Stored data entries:
//! Spacetime to twistor space
//!
//! Two correspondences are provided:
//!
//! - [`spacetime_to_twistor`] places a real event (t, x, y, z) in projective
//!   twistor space, with the event in the omega slots (w, x) and the fixed null
//!   direction (1, i) in the pi slots (y, z).
//! - [`twistor_mapping`] applies the incidence relation μ = M·λ, where M is the
//!   event written as a 2x2 Hermitian matrix ([`ComplexMinkowskiPoint`]).

use std::f64::consts::{FRAC_1_SQRT_2, SQRT_2};

use serde::{Serialize, Deserialize};
use twistor_math::Complex;

use crate::ProjectivePoint;

/// Two-component Weyl spinor
#[derive(Clone, Copy, Debug, Default, PartialEq, Serialize, Deserialize)]
pub struct Spinor {
    pub components: [Complex; 2],
}

impl Spinor {
    #[inline]
    pub const fn new(first: Complex, second: Complex) -> Self {
        Self { components: [first, second] }
    }

    #[inline]
    pub fn first(&self) -> Complex {
        self.components[0]
    }

    #[inline]
    pub fn second(&self) -> Complex {
        self.components[1]
    }
}

/// Twistor as the spinor pair (μ, λ)
#[derive(Clone, Copy, Debug, Default, PartialEq, Serialize, Deserialize)]
pub struct Twistor {
    pub mu: Spinor,
    pub lambda: Spinor,
}

impl Twistor {
    #[inline]
    pub const fn new(mu: Spinor, lambda: Spinor) -> Self {
        Self { mu, lambda }
    }

    /// Homogeneous coordinates (μ0, μ1, λ0, λ1)
    pub fn to_projective_point(&self) -> ProjectivePoint {
        ProjectivePoint::new(
            self.mu.first(),
            self.mu.second(),
            self.lambda.first(),
            self.lambda.second(),
        )
    }

    /// True when μ = M·λ holds for `point` to within `tolerance` per component
    pub fn is_incident(&self, point: &ComplexMinkowskiPoint, tolerance: f64) -> bool {
        let expected = point.apply(&self.lambda);
        self.mu
            .components
            .iter()
            .zip(expected.components)
            .all(|(a, b)| (*a - b).magnitude() < tolerance)
    }
}

/// Spacetime event encoded as the Hermitian matrix
///
/// ```text
/// M = (1/√2) | t+z     x+iy |
///            | x-iy    t-z  |
/// ```
///
/// Serialized as the event `[t, x, y, z]`, so a deserialized value is always
/// built by [`new`](Self::new) and stays Hermitian.
#[derive(Clone, Copy, Debug, PartialEq, Serialize, Deserialize)]
#[serde(from = "[f64; 4]", into = "[f64; 4]")]
pub struct ComplexMinkowskiPoint {
    matrix: [[Complex; 2]; 2],
}

impl ComplexMinkowskiPoint {
    pub fn new(t: f64, x: f64, y: f64, z: f64) -> Self {
        let s = FRAC_1_SQRT_2;
        Self {
            matrix: [
                [Complex::from_real((t + z) * s), Complex::new(x * s, y * s)],
                [Complex::new(x * s, -y * s), Complex::from_real((t - z) * s)],
            ],
        }
    }

    /// The 2x2 matrix, row-major
    #[inline]
    pub fn matrix(&self) -> &[[Complex; 2]; 2] {
        &self.matrix
    }

    /// Check M equals its conjugate transpose to within `tolerance`
    pub fn is_hermitian(&self, tolerance: f64) -> bool {
        let m = &self.matrix;
        (m[0][1] - m[1][0].conjugate()).magnitude() < tolerance
            && m[0][0].im.abs() < tolerance
            && m[1][1].im.abs() < tolerance
    }

    /// det M = (t² - x² - y² - z²) / 2
    pub fn determinant(&self) -> Complex {
        let m = &self.matrix;
        m[0][0] * m[1][1] - m[0][1] * m[1][0]
    }

    /// Recover the event (t, x, y, z)
    pub fn to_spacetime(&self) -> [f64; 4] {
        let m = &self.matrix;
        let t_plus_z = m[0][0].re * SQRT_2;
        let t_minus_z = m[1][1].re * SQRT_2;
        [
            0.5 * (t_plus_z + t_minus_z),
            m[0][1].re * SQRT_2,
            m[0][1].im * SQRT_2,
            0.5 * (t_plus_z - t_minus_z),
        ]
    }

    /// Matrix-vector product M·s
    pub fn apply(&self, s: &Spinor) -> Spinor {
        let m = &self.matrix;
        Spinor::new(
            m[0][0] * s.first() + m[0][1] * s.second(),
            m[1][0] * s.first() + m[1][1] * s.second(),
        )
    }
}

impl From<[f64; 4]> for ComplexMinkowskiPoint {
    fn from([t, x, y, z]: [f64; 4]) -> Self {
        Self::new(t, x, y, z)
    }
}

impl From<ComplexMinkowskiPoint> for [f64; 4] {
    fn from(point: ComplexMinkowskiPoint) -> Self {
        point.to_spacetime()
    }
}

/// Map a spacetime event into projective twistor space
///
/// Returns (w, x, y, z) = (x + iy, t + z, 1, i).
pub fn spacetime_to_twistor(t: f64, x: f64, y: f64, z: f64) -> ProjectivePoint {
    let omega_1 = Complex::new(x, y);
    let omega_2 = Complex::from_real(t + z);
    ProjectivePoint::new(omega_1, omega_2, Complex::ONE, Complex::I)
}

/// Same map as [`spacetime_to_twistor`], named for inputs read as null directions
pub fn spacetime_null_direction_to_twistor(t: f64, x: f64, y: f64, z: f64) -> ProjectivePoint {
    spacetime_to_twistor(t, x, y, z)
}

/// Twistor (M·λ, λ) of the event `point` along the spinor `lambda`
pub fn twistor_mapping(point: &ComplexMinkowskiPoint, lambda: Spinor) -> Twistor {
    let mu = point.apply(&lambda);
    log::debug!("Mapped event {:?} to mu = {:?}", point.to_spacetime(), mu);
    Twistor::new(mu, lambda)
}

#[cfg(test)]
mod tests {
    use super::*;

    const EPSILON: f64 = 1e-9;

    fn approx_eq(a: f64, b: f64) -> bool {
        (a - b).abs() < EPSILON
    }

    fn c_approx_eq(a: Complex, b: Complex) -> bool {
        approx_eq(a.re, b.re) && approx_eq(a.im, b.im)
    }

    #[test]
    fn test_spacetime_to_twistor() {
        let p = spacetime_to_twistor(1.0, 2.0, 4.0, 5.0);
        assert_eq!(
            p,
            ProjectivePoint::new(
                Complex::new(2.0, 4.0),
                Complex::new(6.0, 0.0),
                Complex::new(1.0, 0.0),
                Complex::new(0.0, 1.0),
            )
        );
    }

    #[test]
    fn test_null_direction_alias() {
        assert_eq!(
            spacetime_null_direction_to_twistor(3.0, -1.0, 0.5, 2.0),
            spacetime_to_twistor(3.0, -1.0, 0.5, 2.0)
        );
    }

    #[test]
    fn test_minkowski_matrix() {
        let m = ComplexMinkowskiPoint::new(3.0, 1.0, 2.0, 1.0);
        let s = FRAC_1_SQRT_2;
        assert!(c_approx_eq(m.matrix()[0][0], Complex::from_real(4.0 * s)));
        assert!(c_approx_eq(m.matrix()[0][1], Complex::new(s, 2.0 * s)));
        assert!(c_approx_eq(m.matrix()[1][0], Complex::new(s, -2.0 * s)));
        assert!(c_approx_eq(m.matrix()[1][1], Complex::from_real(2.0 * s)));
        assert!(m.is_hermitian(EPSILON));
    }

    #[test]
    fn test_determinant_is_half_interval() {
        let (t, x, y, z) = (3.0, 1.0, 2.0, 0.5);
        let det = ComplexMinkowskiPoint::new(t, x, y, z).determinant();
        assert!(c_approx_eq(det, Complex::from_real((t * t - x * x - y * y - z * z) / 2.0)));

        // Events on the light cone have zero determinant
        let det = ComplexMinkowskiPoint::new(5.0, 3.0, 4.0, 0.0).determinant();
        assert!(det.magnitude() < EPSILON);
    }

    #[test]
    fn test_to_spacetime_round_trip() {
        let event = [1.5, -2.0, 0.25, 7.0];
        let back = ComplexMinkowskiPoint::new(event[0], event[1], event[2], event[3]).to_spacetime();
        for (a, b) in back.iter().zip(event) {
            assert!(approx_eq(*a, b), "{:?} vs {:?}", back, event);
        }
    }

    #[test]
    fn test_twistor_mapping_origin_time_axis() {
        // M = I/√2 at (1, 0, 0, 0)
        let m = ComplexMinkowskiPoint::new(1.0, 0.0, 0.0, 0.0);
        let lambda = Spinor::new(Complex::ONE, Complex::ZERO);
        let twistor = twistor_mapping(&m, lambda);
        assert!(c_approx_eq(twistor.mu.first(), Complex::from_real(FRAC_1_SQRT_2)));
        assert!(c_approx_eq(twistor.mu.second(), Complex::ZERO));
        assert_eq!(twistor.lambda, lambda);
    }

    #[test]
    fn test_twistor_mapping_matrix_product() {
        let m = ComplexMinkowskiPoint::new(2.0, 1.0, -1.0, 0.5);
        let lambda = Spinor::new(Complex::new(0.5, 1.0), Complex::new(-2.0, 0.0));
        let twistor = twistor_mapping(&m, lambda);
        let mm = m.matrix();
        let expected_0 = mm[0][0] * lambda.first() + mm[0][1] * lambda.second();
        let expected_1 = mm[1][0] * lambda.first() + mm[1][1] * lambda.second();
        assert!(c_approx_eq(twistor.mu.first(), expected_0));
        assert!(c_approx_eq(twistor.mu.second(), expected_1));
        assert!(twistor.is_incident(&m, EPSILON));
        assert!(!twistor.is_incident(&ComplexMinkowskiPoint::new(0.0, 0.0, 0.0, 0.0), EPSILON));
    }

    #[derive(Debug, Serialize, Deserialize)]
    struct EventDoc {
        event: ComplexMinkowskiPoint,
    }

    #[test]
    fn test_minkowski_point_serializes_as_event() {
        let doc = EventDoc { event: ComplexMinkowskiPoint::new(1.0, 2.0, 3.0, 4.0) };
        let text = toml::to_string(&doc).unwrap();
        assert!(!text.contains("matrix"), "{}", text);

        let back: EventDoc = toml::from_str(&text).unwrap();
        assert!(back.event.is_hermitian(EPSILON));
        for (a, b) in back.event.to_spacetime().iter().zip([1.0, 2.0, 3.0, 4.0]) {
            assert!(approx_eq(*a, b));
        }
    }

    #[test]
    fn test_minkowski_point_rejects_raw_matrix() {
        let text = "[event]\nmatrix = [[{re=1.0,im=5.0},{re=2.0,im=0.0}],[{re=7.0,im=3.0},{re=0.0,im=-4.0}]]";
        assert!(toml::from_str::<EventDoc>(text).is_err());
    }

    #[test]
    fn test_twistor_to_projective_point() {
        let t = Twistor::new(
            Spinor::new(Complex::new(1.0, 2.0), Complex::new(3.0, 4.0)),
            Spinor::new(Complex::ONE, Complex::I),
        );
        let p = t.to_projective_point();
        assert_eq!(p.w, Complex::new(1.0, 2.0));
        assert_eq!(p.x, Complex::new(3.0, 4.0));
        assert_eq!(p.y, Complex::ONE);
        assert_eq!(p.z, Complex::I);
    }
}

> **Required work**: The lines to copy are those in the records above containing the word "toml".

> **Answer**:
        let text = toml::to_string(&doc).unwrap();
        let back: EventDoc = toml::from_str(&text).unwrap();
        assert!(toml::from_str::<EventDoc>(text).is_err());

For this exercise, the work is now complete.